▶ Problem requirements
Show every line of the material that follows in which the word "title" occurs.

▶ Given entries
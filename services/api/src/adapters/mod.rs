pub mod db;
pub mod partner;

pub use db::DbAdapter;
pub use partner::{HttpPartnerAdapter, PartnerConfig};
#[tokio::test]
async fn book_input_errors_are_client_errors() {
    let app = test_app().await;

    let (status, body) = send(
        &app.router,
        Method::POST,
        "/libros/guardar",
        Some(json!({ "title": "Sin autor", "coverImage": COVER, "pdfDocument": PDF })),
    )
    .await;
    assert_eq!(status, StatusCode::BAD_REQUEST);
    assert_eq!(body["success"], false);

    let (status, _) = send(
        &app.router,
        Method::POST,
        "/libros/guardar",
        Some(json!({ "title": "T", "author": "A", "coverImage": "not base64!", "pdfDocument": PDF })),
    )
    .await;
    assert_eq!(status, StatusCode::BAD_REQUEST);

    let (status, _) = send_raw(
        &app.router,
        Method::POST,
        "/libros/guardar",
        Some("{ not json".to_string()),
    )
    .await;
    assert_eq!(status, StatusCode::BAD_REQUEST);

    let (status, _) = send(&app.router, Method::PUT, "/libros/editar/home-1", Some(json!({}))).await;
    assert_eq!(status, StatusCode::BAD_REQUEST);

    let (status, _) = send(
        &app.router,
        Method::PUT,
        "/libros/editar/missing",
        Some(json!({ "title": "Nuevo" })),
    )
    .await;
    assert_eq!(status, StatusCode::NOT_FOUND);

    let (status, _) = send(&app.router, Method::GET, "/libros/missing", None).await;
    assert_eq!(status, StatusCode::NOT_FOUND);
}

//=========================================================================================
// Users and Auth
//=========================================================================================

#[tokio::test]
async fn user_registration_and_login() {
    let app = test_app().await;

    let new_user = json!({
        "nombre": "Ana López",
        "email": "Ana@Example.com",
        "rol": "alumno",
        "password": "s3cret"
    });
    let (status, body) =
        send(&app.router, Method::POST, "/usuarios/guardar", Some(new_user.clone())).await;
    assert_eq!(status, StatusCode::CREATED);
    assert_eq!(body["data"]["email"], "ana@example.com");
    assert_eq!(body["data"]["role"], "student");
    assert!(body["data"].get("password_hash").is_none());
    let id = body["data"]["id"].as_str().unwrap().to_string();

    let (status, _) = send(&app.router, Method::POST, "/usuarios/guardar", Some(new_user)).await;
    assert_eq!(status, StatusCode::CONFLICT);

    let (status, body) = send(
        &app.router,
        Method::POST,
        "/auth/login",
        Some(json!({ "email": "ana@example.com", "password": "s3cret" })),
    )
    .await;
    assert_eq!(status, StatusCode::OK);
    assert_eq!(body["data"]["id"], id.as_str());

    let (status, _) = send(
        &app.router,
        Method::POST,
        "/auth/login",
        Some(json!({ "email": "ana@example.com", "password": "wrong" })),
    )
    .await;
    assert_eq!(status, StatusCode::UNAUTHORIZED);

    let (status, _) = send(
        &app.router,
        Method::POST,
        "/auth/login",
        Some(json!({ "email": "ana@example.com" })),
    )
    .await;
    assert_eq!(status, StatusCode::BAD_REQUEST);

    let (status, body) = send(&app.router, Method::POST, "/auth/logout", None).await;
    assert_eq!(status, StatusCode::OK);
    assert_eq!(body["success"], true);

    let (status, body) = send(
        &app.router,
        Method::PUT,
        &format!("/usuarios/editar/{}", id),
        Some(json!({ "role": "librarian" })),
    )
    .await;
    assert_eq!(status, StatusCode::OK);
    assert_eq!(body["data"]["role"], "librarian");

    let (status, body) = send(&app.router, Method::GET, "/usuarios", None).await;
    assert_eq!(status, StatusCode::OK);
    assert_eq!(body["data"].as_array().unwrap().len(), 1);

    let (status, _) = send(&app.router, Method::DELETE, &format!("/usuarios/{}", id), None).await;
    assert_eq!(status, StatusCode::OK);
    let (status, _) = send(&app.router, Method::GET, &format!("/usuarios/{}", id), None).await;
    assert_eq!(status, StatusCode::NOT_FOUND);
}

#[tokio::test]
async fn user_input_errors_are_client_errors() {
    let app = test_app().await;

    let (status, _) = send(
        &app.router,
        Method::POST,
        "/usuarios/guardar",
        Some(json!({ "name": "Sin correo", "role": "student", "password": "x" })),
    )
    .await;
    assert_eq!(status, StatusCode::BAD_REQUEST);

    let (status, _) = send(
        &app.router,
        Method::POST,
        "/usuarios/guardar",
        Some(json!({ "name": "N", "email": "no-at-sign", "role": "student", "password": "x" })),
    )
    .await;
    assert_eq!(status, StatusCode::BAD_REQUEST);

    let (status, _) = send(
        &app.router,
        Method::PUT,
        "/usuarios/editar/missing",
        Some(json!({ "name": "Nadie" })),
    )
    .await;
    assert_eq!(status, StatusCode::NOT_FOUND);
}

//=========================================================================================
// Misc
//=========================================================================================

#[tokio::test]
async fn unknown_routes_get_a_json_404() {
    let app = test_app().await;

    let (status, body) = send(&app.router, Method::GET, "/nope", None).await;
    assert_eq!(status, StatusCode::NOT_FOUND);
    assert_eq!(body["success"], false);

    let response = app
        .router
        .clone()
        .oneshot(Request::builder().uri("/").body(Body::empty()).unwrap())
        .await
        .unwrap();
    assert_eq!(response.status(), StatusCode::OK);

    let (status, body) = send(&app.router, Method::GET, "/api-docs/openapi.json", None).await;
    assert_eq!(status, StatusCode::OK);
    assert!(body["paths"].get("/buscar").is_some());
}
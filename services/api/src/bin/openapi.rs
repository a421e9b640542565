//! services/api/src/bin/openapi.rs
//!
//! This binary generates the OpenAPI 3.0 specification for the catalog REST API
//! and saves it to a file (default `openapi.json`, or the first argument).

use api_lib::web::rest::ApiDoc;
use utoipa::OpenApi;

/// Generates the OpenAPI specification and writes it to a file.
fn generate_spec(
    api_doc: utoipa::openapi::OpenApi,
    path: &str,
) -> Result<(), Box<dyn std::error::Error>> {
    let spec_json = api_doc.to_pretty_json()?;
    std::fs::write(path, spec_json)?;
    println!("OpenAPI specification generated at {}", path);
    Ok(())
}

fn main() -> Result<(), Box<dyn std::error::Error>> {
    let path = std::env::args()
        .nth(1)
        .unwrap_or_else(|| "openapi.json".to_string());
    generate_spec(ApiDoc::openapi(), &path)?;
    Ok(())
}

▶ Output of the task
        Some(json!({ "title": "Sin autor", "coverImage": COVER, "pdfDocument": PDF })),
        Some(json!({ "title": "T", "author": "A", "coverImage": "not base64!", "pdfDocument": PDF })),
        Some(json!({ "title": "Nuevo" })),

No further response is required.